====== SOURCE MATERIAL

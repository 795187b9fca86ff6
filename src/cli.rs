use clap::{Args, Parser, Subcommand};
use clap_complete::Shell;
use std::path::PathBuf;

#[derive(Parser)]
#[command(name = "kiln")]
#[command(author = "Alberto Cavalcante")]
#[command(version)]
#[command(about = "Build and install software from declarative recipes", long_about = None)]
#[command(propagate_version = true)]
pub struct Cli {
    /// Verbosity level
    #[arg(short, long, action = clap::ArgAction::Count, global = true)]
    pub verbose: u8,

    /// Suppress non-essential output
    #[arg(short, long, global = true)]
    pub quiet: bool,

    #[command(subcommand)]
    pub command: Command,
}

#[derive(Subcommand)]
pub enum Command {
    /// Fetch, build and install a recipe, then run its smoke test
    Build(BuildArgs),

    /// Show the resolved build plan without running it
    Plan(PlanArgs),

    /// List a recipe's build options
    Options(RecipeArgs),

    /// Download and verify every source archive of a recipe
    Fetch(RecipeArgs),

    /// Run a recipe's smoke test against an installation
    Verify(VerifyArgs),

    /// Generate shell completions
    Completions {
        /// Shell to generate completions for
        #[arg(value_enum)]
        shell: Shell,
    },
}

// ============================================================================
// Shared arguments
// ============================================================================

#[derive(Args, Debug, Clone)]
pub struct RecipeArgs {
    /// Recipe file (TOML) or built-in recipe name
    #[arg(default_value = "tcl-tk")]
    pub recipe: String,
}

#[derive(Args, Debug, Clone, Default)]
pub struct OptionArgs {
    /// Enable an option (repeatable), e.g. --with threads
    #[arg(long = "with", value_name = "OPTION")]
    pub with: Vec<String>,

    /// Disable an option (repeatable), e.g. --without tk
    #[arg(long = "without", value_name = "OPTION")]
    pub without: Vec<String>,

    /// Installation prefix
    #[arg(long)]
    pub prefix: Option<PathBuf>,

    /// Recipe option flags after the recipe, e.g. --with-threads --without-tk
    #[arg(
        value_name = "OPTION_FLAGS",
        trailing_var_arg = true,
        allow_hyphen_values = true
    )]
    pub flags: Vec<String>,
}

impl OptionArgs {
    /// All option flags in the form the option set understands.
    pub fn flags(&self) -> Vec<String> {
        self.with
            .iter()
            .map(|name| format!("with-{name}"))
            .chain(self.without.iter().map(|name| format!("without-{name}")))
            .chain(self.flags.iter().cloned())
            .collect()
    }
}

// ============================================================================
// Build / Plan / Verify
// ============================================================================

#[derive(Args)]
pub struct BuildArgs {
    #[command(flatten)]
    pub recipe: RecipeArgs,

    #[command(flatten)]
    pub options: OptionArgs,

    /// Show what would run without staging or building anything
    #[arg(long)]
    pub dry_run: bool,

    /// Keep staging directories after the build
    #[arg(long)]
    pub keep_staging: bool,

    /// Kill any build step running longer than this many seconds
    #[arg(long, value_name = "SECS")]
    pub timeout: Option<u64>,

    /// Do not run the smoke test
    #[arg(long)]
    pub skip_verify: bool,
}

#[derive(Args)]
pub struct PlanArgs {
    #[command(flatten)]
    pub recipe: RecipeArgs,

    #[command(flatten)]
    pub options: OptionArgs,

    /// Print the plan as JSON
    #[arg(long)]
    pub json: bool,
}

#[derive(Args)]
pub struct VerifyArgs {
    #[command(flatten)]
    pub recipe: RecipeArgs,

    /// Installation prefix to check
    #[arg(long)]
    pub prefix: Option<PathBuf>,
}
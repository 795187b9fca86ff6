//! Fetch, build, install and verify a recipe.

use crate::Context;
use crate::cli::BuildArgs;
use crate::config::{self, KilnConfig};
use crate::progress::SpinnerProgress;
use crate::ui;
use anyhow::Result;
use formula::{ArchiveStager, HttpFetcher, InstallOutcome, Installer, install};

/// Run the build command.
pub fn run(ctx: &Context, args: BuildArgs) -> Result<()> {
    let config = KilnConfig::load()?;
    let recipe = config::load_recipe(Some(args.recipe.recipe.as_str()))?;

    let mut request = super::request(&recipe, &config, &args.options)?;
    request.execute.dry_run = args.dry_run;
    request.execute.step_timeout = config.step_timeout(args.timeout);
    request.skip_verify = args.skip_verify;

    // Surface pre-flight problems and deprecation notices before any spinner starts.
    let (plan, warnings) = install::prepare(&recipe, &request)?;
    for warning in &warnings {
        ui::warn(&warning.to_string());
    }

    if !ctx.quiet {
        ui::header(&format!(
            "Building {} {}",
            recipe.name, recipe.primary.descriptor.version
        ));
        ui::kv("Prefix", &request.layout.prefix.display().to_string());
        ui::kv(
            "Resources",
            &plan
                .resources
                .iter()
                .map(|r| r.name().to_string())
                .collect::<Vec<_>>()
                .join(", "),
        );
        if let Some(timeout) = request.execute.step_timeout {
            ui::kv("Step timeout", &ui::format_duration(timeout));
        }
        println!();
    }

    if args.dry_run {
        super::plan::print_plan(&plan);
        return Ok(());
    }

    let fetcher = HttpFetcher::new().with_cache(config.cache_dir()?);
    let mut stager =
        ArchiveStager::new(fetcher).keep_staging(args.keep_staging || config.keep_staging);
    if let Some(dir) = config.staging_dir() {
        stager = stager.staging_root(dir);
    }
    let installer = Installer::new(stager);

    let outcome = {
        let mut progress = SpinnerProgress::new(ctx.quiet);
        installer.install_prepared(&recipe, &request, plan, warnings, &mut progress)?
    };

    if !ctx.quiet {
        print_summary(&outcome);
    }
    outcome.check()?;
    Ok(())
}

fn print_summary(outcome: &InstallOutcome) {
    ui::section("Summary");
    ui::kv(
        "Steps",
        &format!(
            "{} in {}",
            outcome.report.total_steps(),
            ui::format_duration(outcome.report.total_duration())
        ),
    );
    if let Some(record) = &outcome.record {
        ui::kv("Installed", &record.prefix.display().to_string());
        for binary in &record.installed_binaries {
            if let Some(name) = binary.file_name() {
                ui::dim(&name.to_string_lossy());
            }
        }
    }
    println!();
    match &outcome.verification {
        Some(result) if result.success => ui::success("Smoke test passed"),
        Some(result) => ui::error(&format!(
            "Smoke test failed: expected {:?}, got {:?}",
            result.expected, result.actual
        )),
        None => ui::info("Smoke test skipped"),
    }
}
//! Fetchers for source artifacts.
//!
//! This module provides the [`Fetcher`] trait and its implementations. The
//! production implementation is [`HttpFetcher`], which downloads over
//! HTTP(S) with `ureq`, reads `file://` URLs and plain paths directly, and
//! keeps verified archives in an optional download cache.
//!
//! # Testing
//!
//! Use [`MockFetcher`] for testing without network access:
//!
//! ```
//! use formula::fetch::{Fetcher, MockFetcher};
//! use formula::ResourceDescriptor;
//!
//! let tarball = b"not really a tarball".to_vec();
//! let descriptor = ResourceDescriptor::new(
//!     "demo",
//!     "https://example.com/demo-1.0.tar.gz",
//!     "1.0",
//!     formula::checksum::sha256_hex(&tarball),
//! );
//!
//! let fetcher = MockFetcher::new();
//! fetcher.add(&descriptor.url, tarball.clone());
//! assert_eq!(fetcher.fetch(&descriptor).unwrap(), tarball);
//! ```

use crate::checksum;
use crate::error::{Error, Result};
use crate::types::ResourceDescriptor;
use std::collections::HashMap;
use std::path::{Path, PathBuf};
use std::sync::{Arc, Mutex, PoisonError};

/// Maximum download size (Tcl/Tk sources are well under this).
const MAX_DOWNLOAD_SIZE: u64 = 256 * 1024 * 1024;

/// Obtains the bytes of a resource's archive.
pub trait Fetcher: Send + Sync {
    /// Fetch the raw bytes, without checking them.
    ///
    /// # Errors
    ///
    /// Returns `Error::FetchFailed` if the artifact cannot be obtained.
    fn fetch_raw(&self, resource: &ResourceDescriptor) -> Result<Vec<u8>>;

    /// Fetch the bytes and verify them against the descriptor's checksum.
    ///
    /// # Errors
    ///
    /// Returns `Error::FetchFailed` or `Error::ChecksumMismatch`.
    fn fetch(&self, resource: &ResourceDescriptor) -> Result<Vec<u8>> {
        let bytes = self.fetch_raw(resource)?;
        checksum::verify(resource, &bytes)?;
        Ok(bytes)
    }
}

/// HTTP(S) and local file fetcher with an optional download cache.
pub struct HttpFetcher {
    agent: ureq::Agent,
    cache_dir: Option<PathBuf>,
}

impl HttpFetcher {
    /// Create a fetcher without a cache.
    #[must_use]
    pub fn new() -> Self {
        Self {
            agent: ureq::Agent::new_with_defaults(),
            cache_dir: None,
        }
    }

    /// Keep verified downloads in `dir`.
    #[must_use]
    pub fn with_cache(mut self, dir: impl Into<PathBuf>) -> Self {
        self.cache_dir = Some(dir.into());
        self
    }

    /// Cache directory, if any.
    #[must_use]
    pub fn cache_dir(&self) -> Option<&Path> {
        self.cache_dir.as_deref()
    }

    /// Where a resource's archive is cached.
    #[must_use]
    pub fn cache_path(&self, resource: &ResourceDescriptor) -> Option<PathBuf> {
        self.cache_dir.as_ref().map(|dir| {
            dir.join(format!(
                "{}--{}--{}",
                resource.name,
                resource.version,
                resource.archive_name()
            ))
        })
    }

    fn download(&self, resource: &ResourceDescriptor) -> Result<Vec<u8>> {
        log::info!("downloading {} from {}", resource.name, resource.url);

        let fetch_failed = |message: String, transient: bool| Error::FetchFailed {
            resource: resource.name.clone(),
            url: resource.url.clone(),
            message,
            transient,
        };

        let mut response = self
            .agent
            .get(&resource.url)
            .header("User-Agent", "kiln")
            .call()
            .map_err(|e| match e {
                ureq::Error::StatusCode(code) => {
                    fetch_failed(format!("HTTP {code}"), code >= 500)
                }
                other => fetch_failed(other.to_string(), true),
            })?;

        response
            .body_mut()
            .with_config()
            .limit(MAX_DOWNLOAD_SIZE)
            .read_to_vec()
            .map_err(|e| fetch_failed(e.to_string(), true))
    }

    fn read_local(resource: &ResourceDescriptor, path: &Path) -> Result<Vec<u8>> {
        log::debug!("reading {} from {}", resource.name, path.display());
        std::fs::read(path).map_err(|e| Error::FetchFailed {
            resource: resource.name.clone(),
            url: resource.url.clone(),
            message: e.to_string(),
            transient: false,
        })
    }

    fn read_cached(&self, resource: &ResourceDescriptor) -> Option<Vec<u8>> {
        let path = self.cache_path(resource)?;
        let bytes = std::fs::read(&path).ok()?;
        if checksum::verify(resource, &bytes).is_ok() {
            log::debug!("{}: using cached {}", resource.name, path.display());
            Some(bytes)
        } else {
            log::warn!("{}: discarding stale cache entry {}", resource.name, path.display());
            let _ = std::fs::remove_file(&path);
            None
        }
    }

    /// Cache verified bytes. The cache is optional, so a failed write is
    /// only logged.
    fn remember(&self, resource: &ResourceDescriptor, bytes: &[u8]) {
        if let Err(e) = self.store_cached(resource, bytes) {
            log::warn!("{}: could not cache download: {e}", resource.name);
        }
    }

    fn store_cached(&self, resource: &ResourceDescriptor, bytes: &[u8]) -> Result<()> {
        let Some(path) = self.cache_path(resource) else {
            return Ok(());
        };
        if let Some(parent) = path.parent() {
            std::fs::create_dir_all(parent).map_err(|e| Error::io(parent, e))?;
        }
        // Partial writes never land under the final name.
        let partial = path.with_extension("part");
        std::fs::write(&partial, bytes).map_err(|e| Error::io(&partial, e))?;
        std::fs::rename(&partial, &path).map_err(|e| Error::io(&path, e))?;
        log::debug!("{}: cached at {}", resource.name, path.display());
        Ok(())
    }
}

impl Default for HttpFetcher {
    fn default() -> Self {
        Self::new()
    }
}

impl Fetcher for HttpFetcher {
    fn fetch_raw(&self, resource: &ResourceDescriptor) -> Result<Vec<u8>> {
        if let Some(path) = local_path(&resource.url) {
            return Self::read_local(resource, &path);
        }
        if let Some(bytes) = self.read_cached(resource) {
            return Ok(bytes);
        }
        let bytes = self.download(resource)?;
        // Only verified downloads are cached; the caller reports mismatches.
        if checksum::verify(resource, &bytes).is_ok() {
            self.remember(resource, &bytes);
        }
        Ok(bytes)
    }
}

/// Local path for `file://` URLs and plain paths, `None` for anything with
/// another scheme.
fn local_path(url: &str) -> Option<PathBuf> {
    if let Some(path) = url.strip_prefix("file://") {
        return Some(PathBuf::from(path));
    }
    if url.contains("://") {
        None
    } else {
        Some(PathBuf::from(url))
    }
}

/// In-memory fetcher for tests, keyed by URL.
#[derive(Debug, Clone, Default)]
pub struct MockFetcher {
    artifacts: Arc<Mutex<HashMap<String, Vec<u8>>>>,
    requests: Arc<Mutex<Vec<String>>>,
}

impl MockFetcher {
    /// Create an empty mock.
    #[must_use]
    pub fn new() -> Self {
        Self::default()
    }

    /// Serve `bytes` for `url`.
    pub fn add(&self, url: impl Into<String>, bytes: Vec<u8>) {
        self.artifacts
            .lock()
            .unwrap_or_else(PoisonError::into_inner)
            .insert(url.into(), bytes);
    }

    /// URLs requested so far, in order.
    #[must_use]
    pub fn requests(&self) -> Vec<String> {
        self.requests
            .lock()
            .unwrap_or_else(PoisonError::into_inner)
            .clone()
    }
}

impl Fetcher for MockFetcher {
    fn fetch_raw(&self, resource: &ResourceDescriptor) -> Result<Vec<u8>> {
        self.requests
            .lock()
            .unwrap_or_else(PoisonError::into_inner)
            .push(resource.url.clone());

        self.artifacts
            .lock()
            .unwrap_or_else(PoisonError::into_inner)
            .get(&resource.url)
            .cloned()
            .ok_or_else(|| Error::FetchFailed {
                resource: resource.name.clone(),
                url: resource.url.clone(),
                message: "mock artifact not configured".to_string(),
                transient: false,
            })
    }
}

============

WORK TASK
From the entries above, give again exactly the lines running from the line with "generate completions for" to the line with "Plan / Verify"; include both of those lines.

PROBLEM SOLUTION
        /// Shell to generate completions for
        #[arg(value_enum)]
        shell: Shell,
    },
}

// ============================================================================
// Shared arguments
// ============================================================================

#[derive(Args, Debug, Clone)]
pub struct RecipeArgs {
    /// Recipe file (TOML) or built-in recipe name
    #[arg(default_value = "tcl-tk")]
    pub recipe: String,
}

#[derive(Args, Debug, Clone, Default)]
pub struct OptionArgs {
    /// Enable an option (repeatable), e.g. --with threads
    #[arg(long = "with", value_name = "OPTION")]
    pub with: Vec<String>,

    /// Disable an option (repeatable), e.g. --without tk
    #[arg(long = "without", value_name = "OPTION")]
    pub without: Vec<String>,

    /// Installation prefix
    #[arg(long)]
    pub prefix: Option<PathBuf>,

    /// Recipe option flags after the recipe, e.g. --with-threads --without-tk
    #[arg(
        value_name = "OPTION_FLAGS",
        trailing_var_arg = true,
        allow_hyphen_values = true
    )]
    pub flags: Vec<String>,
}

impl OptionArgs {
    /// All option flags in the form the option set understands.
    pub fn flags(&self) -> Vec<String> {
        self.with
            .iter()
            .map(|name| format!("with-{name}"))
            .chain(self.without.iter().map(|name| format!("without-{name}")))
            .chain(self.flags.iter().cloned())
            .collect()
    }
}

// ============================================================================
// Build / Plan / Verify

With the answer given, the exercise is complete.